─── INFORMATION PROVIDED

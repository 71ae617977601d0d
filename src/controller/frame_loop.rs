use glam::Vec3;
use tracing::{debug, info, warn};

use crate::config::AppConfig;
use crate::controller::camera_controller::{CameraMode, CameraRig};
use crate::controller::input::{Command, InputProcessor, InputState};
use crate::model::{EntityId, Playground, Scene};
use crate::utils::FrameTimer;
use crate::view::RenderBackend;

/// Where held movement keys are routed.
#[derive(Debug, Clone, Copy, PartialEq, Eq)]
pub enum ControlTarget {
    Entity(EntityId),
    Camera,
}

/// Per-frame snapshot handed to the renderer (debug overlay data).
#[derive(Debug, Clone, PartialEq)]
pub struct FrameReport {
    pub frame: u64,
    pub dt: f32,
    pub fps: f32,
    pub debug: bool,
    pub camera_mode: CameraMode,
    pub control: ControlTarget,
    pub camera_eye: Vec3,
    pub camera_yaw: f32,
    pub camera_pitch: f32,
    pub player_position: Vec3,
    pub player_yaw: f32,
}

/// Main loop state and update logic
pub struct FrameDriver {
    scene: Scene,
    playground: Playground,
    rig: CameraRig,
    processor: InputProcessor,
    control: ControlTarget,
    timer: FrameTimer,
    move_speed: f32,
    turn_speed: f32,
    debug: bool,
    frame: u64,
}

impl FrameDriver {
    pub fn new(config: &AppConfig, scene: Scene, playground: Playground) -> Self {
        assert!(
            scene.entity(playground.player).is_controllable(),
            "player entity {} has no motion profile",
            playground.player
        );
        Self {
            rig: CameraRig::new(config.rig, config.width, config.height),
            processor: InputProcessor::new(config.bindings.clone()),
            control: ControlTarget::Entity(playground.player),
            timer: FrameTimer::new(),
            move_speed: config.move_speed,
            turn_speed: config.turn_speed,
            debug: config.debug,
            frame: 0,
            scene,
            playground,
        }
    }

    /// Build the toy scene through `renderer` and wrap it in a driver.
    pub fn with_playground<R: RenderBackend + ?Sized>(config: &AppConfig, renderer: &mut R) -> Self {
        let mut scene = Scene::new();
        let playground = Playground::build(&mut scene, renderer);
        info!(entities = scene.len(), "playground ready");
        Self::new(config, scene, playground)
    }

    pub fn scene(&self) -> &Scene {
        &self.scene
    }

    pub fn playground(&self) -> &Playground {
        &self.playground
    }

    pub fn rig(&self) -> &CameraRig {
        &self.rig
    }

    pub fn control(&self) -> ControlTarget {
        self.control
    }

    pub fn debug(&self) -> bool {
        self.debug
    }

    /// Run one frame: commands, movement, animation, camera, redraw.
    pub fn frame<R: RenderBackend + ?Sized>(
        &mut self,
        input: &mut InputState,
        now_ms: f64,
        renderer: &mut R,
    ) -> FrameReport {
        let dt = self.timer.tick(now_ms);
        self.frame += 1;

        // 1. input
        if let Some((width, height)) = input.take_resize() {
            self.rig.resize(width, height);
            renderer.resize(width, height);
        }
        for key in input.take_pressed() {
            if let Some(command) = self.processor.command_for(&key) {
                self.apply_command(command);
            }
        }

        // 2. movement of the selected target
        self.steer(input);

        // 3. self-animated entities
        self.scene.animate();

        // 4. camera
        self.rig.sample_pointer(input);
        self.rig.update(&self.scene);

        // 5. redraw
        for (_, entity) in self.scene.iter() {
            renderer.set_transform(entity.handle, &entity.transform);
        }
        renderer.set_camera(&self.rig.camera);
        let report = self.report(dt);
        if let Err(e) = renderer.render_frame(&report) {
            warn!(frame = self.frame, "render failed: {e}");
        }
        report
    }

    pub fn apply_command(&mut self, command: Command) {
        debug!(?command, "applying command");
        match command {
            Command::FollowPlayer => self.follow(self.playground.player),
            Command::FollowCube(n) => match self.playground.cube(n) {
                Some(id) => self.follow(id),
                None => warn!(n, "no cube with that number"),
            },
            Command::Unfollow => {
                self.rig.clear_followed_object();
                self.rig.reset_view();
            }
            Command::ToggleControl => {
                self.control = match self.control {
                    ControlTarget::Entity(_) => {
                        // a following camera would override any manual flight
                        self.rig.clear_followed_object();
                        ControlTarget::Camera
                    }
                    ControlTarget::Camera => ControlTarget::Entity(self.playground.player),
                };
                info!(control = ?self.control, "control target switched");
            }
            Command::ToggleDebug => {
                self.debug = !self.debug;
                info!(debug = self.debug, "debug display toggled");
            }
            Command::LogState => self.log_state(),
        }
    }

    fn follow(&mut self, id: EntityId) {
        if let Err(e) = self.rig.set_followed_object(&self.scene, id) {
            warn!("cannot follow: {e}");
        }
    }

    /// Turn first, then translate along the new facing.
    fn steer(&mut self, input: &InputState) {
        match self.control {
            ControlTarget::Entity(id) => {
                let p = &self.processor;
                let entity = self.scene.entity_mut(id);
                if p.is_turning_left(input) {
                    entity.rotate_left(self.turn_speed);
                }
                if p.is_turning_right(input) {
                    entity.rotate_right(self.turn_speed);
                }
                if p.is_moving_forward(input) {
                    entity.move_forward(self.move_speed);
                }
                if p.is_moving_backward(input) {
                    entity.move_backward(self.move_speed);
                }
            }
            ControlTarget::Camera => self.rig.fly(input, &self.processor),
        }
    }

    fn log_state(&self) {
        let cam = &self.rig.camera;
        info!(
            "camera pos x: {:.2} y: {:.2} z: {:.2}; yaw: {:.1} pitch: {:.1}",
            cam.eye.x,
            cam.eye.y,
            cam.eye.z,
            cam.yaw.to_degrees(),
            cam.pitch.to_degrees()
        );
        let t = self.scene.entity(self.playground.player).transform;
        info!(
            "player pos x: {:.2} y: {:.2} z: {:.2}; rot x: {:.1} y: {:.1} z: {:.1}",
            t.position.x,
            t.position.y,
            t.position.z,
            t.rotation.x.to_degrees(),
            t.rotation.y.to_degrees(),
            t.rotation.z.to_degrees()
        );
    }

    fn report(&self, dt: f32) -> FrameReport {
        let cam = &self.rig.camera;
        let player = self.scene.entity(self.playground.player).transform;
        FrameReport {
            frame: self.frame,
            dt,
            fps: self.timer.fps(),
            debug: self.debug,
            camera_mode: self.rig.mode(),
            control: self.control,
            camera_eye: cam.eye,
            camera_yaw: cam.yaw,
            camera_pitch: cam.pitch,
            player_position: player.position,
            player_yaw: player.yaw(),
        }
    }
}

──────

INSTRUCTIONS FOR THE TASK —
Go through the entries and copy every line that has "ControlTarget".

REPLY —
pub enum ControlTarget {
    pub control: ControlTarget,
    control: ControlTarget,
            control: ControlTarget::Entity(playground.player),
    pub fn control(&self) -> ControlTarget {
                    ControlTarget::Entity(_) => {
                        ControlTarget::Camera
                    ControlTarget::Camera => ControlTarget::Entity(self.playground.player),
            ControlTarget::Entity(id) => {
            ControlTarget::Camera => self.rig.fly(input, &self.processor),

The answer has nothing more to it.